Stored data
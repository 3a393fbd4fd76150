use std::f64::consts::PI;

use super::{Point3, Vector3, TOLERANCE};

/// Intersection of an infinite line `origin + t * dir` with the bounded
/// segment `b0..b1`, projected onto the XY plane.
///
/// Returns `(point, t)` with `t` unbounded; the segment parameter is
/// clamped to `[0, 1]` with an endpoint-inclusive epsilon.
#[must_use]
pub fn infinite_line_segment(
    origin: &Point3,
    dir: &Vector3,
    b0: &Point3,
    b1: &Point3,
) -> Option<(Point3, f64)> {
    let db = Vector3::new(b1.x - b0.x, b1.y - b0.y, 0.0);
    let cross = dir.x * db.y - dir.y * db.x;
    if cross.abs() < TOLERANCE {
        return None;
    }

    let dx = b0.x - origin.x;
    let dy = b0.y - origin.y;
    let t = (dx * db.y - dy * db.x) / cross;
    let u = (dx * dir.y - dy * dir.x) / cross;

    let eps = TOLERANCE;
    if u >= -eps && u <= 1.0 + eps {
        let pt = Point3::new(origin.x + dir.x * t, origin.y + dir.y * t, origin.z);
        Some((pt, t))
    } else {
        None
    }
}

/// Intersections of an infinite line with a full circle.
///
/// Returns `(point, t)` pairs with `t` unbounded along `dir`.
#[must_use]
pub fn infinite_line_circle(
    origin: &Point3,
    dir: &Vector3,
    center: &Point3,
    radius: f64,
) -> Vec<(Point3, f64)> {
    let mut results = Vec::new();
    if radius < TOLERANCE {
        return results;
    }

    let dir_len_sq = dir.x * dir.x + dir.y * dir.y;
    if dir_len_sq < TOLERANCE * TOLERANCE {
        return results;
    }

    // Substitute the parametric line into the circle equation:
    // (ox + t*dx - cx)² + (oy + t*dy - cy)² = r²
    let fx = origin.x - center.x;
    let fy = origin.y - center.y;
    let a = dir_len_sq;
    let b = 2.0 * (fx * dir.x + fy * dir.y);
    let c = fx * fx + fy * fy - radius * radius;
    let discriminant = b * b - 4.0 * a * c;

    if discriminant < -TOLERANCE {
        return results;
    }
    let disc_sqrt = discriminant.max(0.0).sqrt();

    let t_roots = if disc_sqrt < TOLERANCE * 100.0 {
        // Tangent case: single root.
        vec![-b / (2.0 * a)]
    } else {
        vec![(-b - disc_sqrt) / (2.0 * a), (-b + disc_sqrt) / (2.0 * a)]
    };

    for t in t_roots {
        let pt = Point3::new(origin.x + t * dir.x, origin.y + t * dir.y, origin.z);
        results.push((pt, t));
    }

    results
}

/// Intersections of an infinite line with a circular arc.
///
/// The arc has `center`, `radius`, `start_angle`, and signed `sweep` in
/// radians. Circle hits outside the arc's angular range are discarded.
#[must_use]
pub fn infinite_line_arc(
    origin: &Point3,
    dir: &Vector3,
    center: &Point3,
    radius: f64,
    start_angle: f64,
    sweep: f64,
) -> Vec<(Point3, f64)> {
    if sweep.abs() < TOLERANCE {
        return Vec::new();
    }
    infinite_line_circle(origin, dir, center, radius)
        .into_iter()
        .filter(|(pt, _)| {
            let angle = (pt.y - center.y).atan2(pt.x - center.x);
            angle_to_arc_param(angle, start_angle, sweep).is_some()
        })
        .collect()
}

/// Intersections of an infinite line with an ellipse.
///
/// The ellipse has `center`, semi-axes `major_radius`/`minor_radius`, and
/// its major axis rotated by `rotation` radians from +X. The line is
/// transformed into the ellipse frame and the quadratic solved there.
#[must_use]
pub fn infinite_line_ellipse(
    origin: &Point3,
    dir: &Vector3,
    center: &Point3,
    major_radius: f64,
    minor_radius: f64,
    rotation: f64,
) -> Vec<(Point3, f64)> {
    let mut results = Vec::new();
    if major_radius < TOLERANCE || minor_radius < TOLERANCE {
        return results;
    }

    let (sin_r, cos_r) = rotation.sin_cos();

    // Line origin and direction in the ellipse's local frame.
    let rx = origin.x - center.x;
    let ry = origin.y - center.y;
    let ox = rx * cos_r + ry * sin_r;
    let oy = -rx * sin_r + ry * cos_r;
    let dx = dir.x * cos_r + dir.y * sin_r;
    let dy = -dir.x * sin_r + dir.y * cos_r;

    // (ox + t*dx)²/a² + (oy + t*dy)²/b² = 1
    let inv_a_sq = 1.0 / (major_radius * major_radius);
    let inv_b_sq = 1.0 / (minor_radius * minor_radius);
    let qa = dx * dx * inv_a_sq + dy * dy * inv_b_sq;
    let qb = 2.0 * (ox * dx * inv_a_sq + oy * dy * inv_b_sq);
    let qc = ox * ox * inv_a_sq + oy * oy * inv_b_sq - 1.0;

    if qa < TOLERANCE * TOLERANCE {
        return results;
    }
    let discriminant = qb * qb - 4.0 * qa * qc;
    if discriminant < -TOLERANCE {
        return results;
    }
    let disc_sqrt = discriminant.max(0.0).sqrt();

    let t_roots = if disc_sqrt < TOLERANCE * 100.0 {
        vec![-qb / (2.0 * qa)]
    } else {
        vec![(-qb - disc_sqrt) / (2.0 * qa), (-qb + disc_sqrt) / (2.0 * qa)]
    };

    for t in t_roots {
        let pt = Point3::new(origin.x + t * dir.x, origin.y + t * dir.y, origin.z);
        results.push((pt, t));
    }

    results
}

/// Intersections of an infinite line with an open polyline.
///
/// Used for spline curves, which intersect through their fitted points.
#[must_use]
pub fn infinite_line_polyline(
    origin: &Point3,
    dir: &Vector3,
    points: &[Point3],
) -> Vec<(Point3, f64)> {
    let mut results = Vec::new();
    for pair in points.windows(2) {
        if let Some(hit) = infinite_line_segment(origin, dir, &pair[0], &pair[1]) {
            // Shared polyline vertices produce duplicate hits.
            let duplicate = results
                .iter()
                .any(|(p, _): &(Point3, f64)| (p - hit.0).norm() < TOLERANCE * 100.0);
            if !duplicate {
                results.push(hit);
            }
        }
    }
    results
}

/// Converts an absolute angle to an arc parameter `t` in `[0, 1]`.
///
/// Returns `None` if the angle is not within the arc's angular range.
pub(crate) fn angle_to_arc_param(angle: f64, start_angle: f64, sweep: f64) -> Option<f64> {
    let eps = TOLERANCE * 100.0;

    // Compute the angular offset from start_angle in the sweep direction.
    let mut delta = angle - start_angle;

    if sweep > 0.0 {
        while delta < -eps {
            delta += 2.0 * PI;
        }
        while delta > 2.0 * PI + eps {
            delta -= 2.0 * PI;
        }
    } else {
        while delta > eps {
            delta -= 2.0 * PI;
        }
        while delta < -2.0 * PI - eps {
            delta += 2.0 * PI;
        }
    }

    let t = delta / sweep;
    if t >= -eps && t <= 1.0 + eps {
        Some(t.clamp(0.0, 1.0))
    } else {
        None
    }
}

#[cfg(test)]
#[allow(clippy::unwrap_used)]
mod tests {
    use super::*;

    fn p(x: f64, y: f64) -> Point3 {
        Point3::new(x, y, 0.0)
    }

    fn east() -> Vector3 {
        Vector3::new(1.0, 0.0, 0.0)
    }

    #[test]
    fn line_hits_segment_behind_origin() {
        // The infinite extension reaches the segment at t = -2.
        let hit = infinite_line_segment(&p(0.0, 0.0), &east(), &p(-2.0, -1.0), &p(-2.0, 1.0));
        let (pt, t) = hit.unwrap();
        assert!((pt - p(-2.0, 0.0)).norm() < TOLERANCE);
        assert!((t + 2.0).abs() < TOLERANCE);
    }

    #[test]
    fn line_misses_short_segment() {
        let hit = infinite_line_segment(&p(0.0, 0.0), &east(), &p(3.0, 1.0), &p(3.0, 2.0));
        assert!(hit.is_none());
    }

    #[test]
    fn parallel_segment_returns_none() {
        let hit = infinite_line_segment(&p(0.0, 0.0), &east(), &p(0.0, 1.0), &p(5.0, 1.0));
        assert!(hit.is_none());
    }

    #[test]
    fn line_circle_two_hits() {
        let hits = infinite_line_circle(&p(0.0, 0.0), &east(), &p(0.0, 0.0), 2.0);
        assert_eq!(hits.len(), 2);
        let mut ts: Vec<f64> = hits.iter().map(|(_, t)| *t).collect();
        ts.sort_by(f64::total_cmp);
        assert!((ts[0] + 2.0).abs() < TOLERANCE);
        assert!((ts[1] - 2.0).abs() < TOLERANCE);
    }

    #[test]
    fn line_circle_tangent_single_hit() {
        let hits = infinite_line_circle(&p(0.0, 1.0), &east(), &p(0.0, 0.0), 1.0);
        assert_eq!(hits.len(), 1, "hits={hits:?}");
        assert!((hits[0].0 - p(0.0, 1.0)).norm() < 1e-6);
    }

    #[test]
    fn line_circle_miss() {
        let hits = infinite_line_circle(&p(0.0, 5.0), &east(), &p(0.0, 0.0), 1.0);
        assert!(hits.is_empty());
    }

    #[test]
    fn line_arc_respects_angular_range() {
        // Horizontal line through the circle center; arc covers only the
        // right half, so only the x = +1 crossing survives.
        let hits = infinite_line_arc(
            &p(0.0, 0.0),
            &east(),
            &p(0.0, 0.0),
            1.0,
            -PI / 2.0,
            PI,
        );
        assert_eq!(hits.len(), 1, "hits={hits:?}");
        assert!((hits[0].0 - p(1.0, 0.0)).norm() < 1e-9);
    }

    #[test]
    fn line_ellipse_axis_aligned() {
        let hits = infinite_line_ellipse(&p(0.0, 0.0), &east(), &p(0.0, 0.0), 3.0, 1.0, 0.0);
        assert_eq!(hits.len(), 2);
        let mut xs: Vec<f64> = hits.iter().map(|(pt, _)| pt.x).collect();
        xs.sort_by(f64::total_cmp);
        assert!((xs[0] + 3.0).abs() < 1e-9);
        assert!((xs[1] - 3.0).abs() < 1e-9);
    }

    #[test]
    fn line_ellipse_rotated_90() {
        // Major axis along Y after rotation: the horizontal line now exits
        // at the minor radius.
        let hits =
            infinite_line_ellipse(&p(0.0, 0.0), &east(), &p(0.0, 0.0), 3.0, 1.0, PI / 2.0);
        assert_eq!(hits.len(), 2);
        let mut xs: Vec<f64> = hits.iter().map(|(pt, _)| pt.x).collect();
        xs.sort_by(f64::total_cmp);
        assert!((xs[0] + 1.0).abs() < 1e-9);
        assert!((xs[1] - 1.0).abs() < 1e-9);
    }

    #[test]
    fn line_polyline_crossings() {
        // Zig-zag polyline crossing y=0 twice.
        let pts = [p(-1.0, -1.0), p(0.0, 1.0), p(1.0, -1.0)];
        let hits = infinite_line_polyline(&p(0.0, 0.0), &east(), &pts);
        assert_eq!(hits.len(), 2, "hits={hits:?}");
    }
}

TASK DESCRIPTION> Above are records; say how many of their lines contain the word "Intersections", giving only the number.

SOLUTION TO THE EXERCISE> 4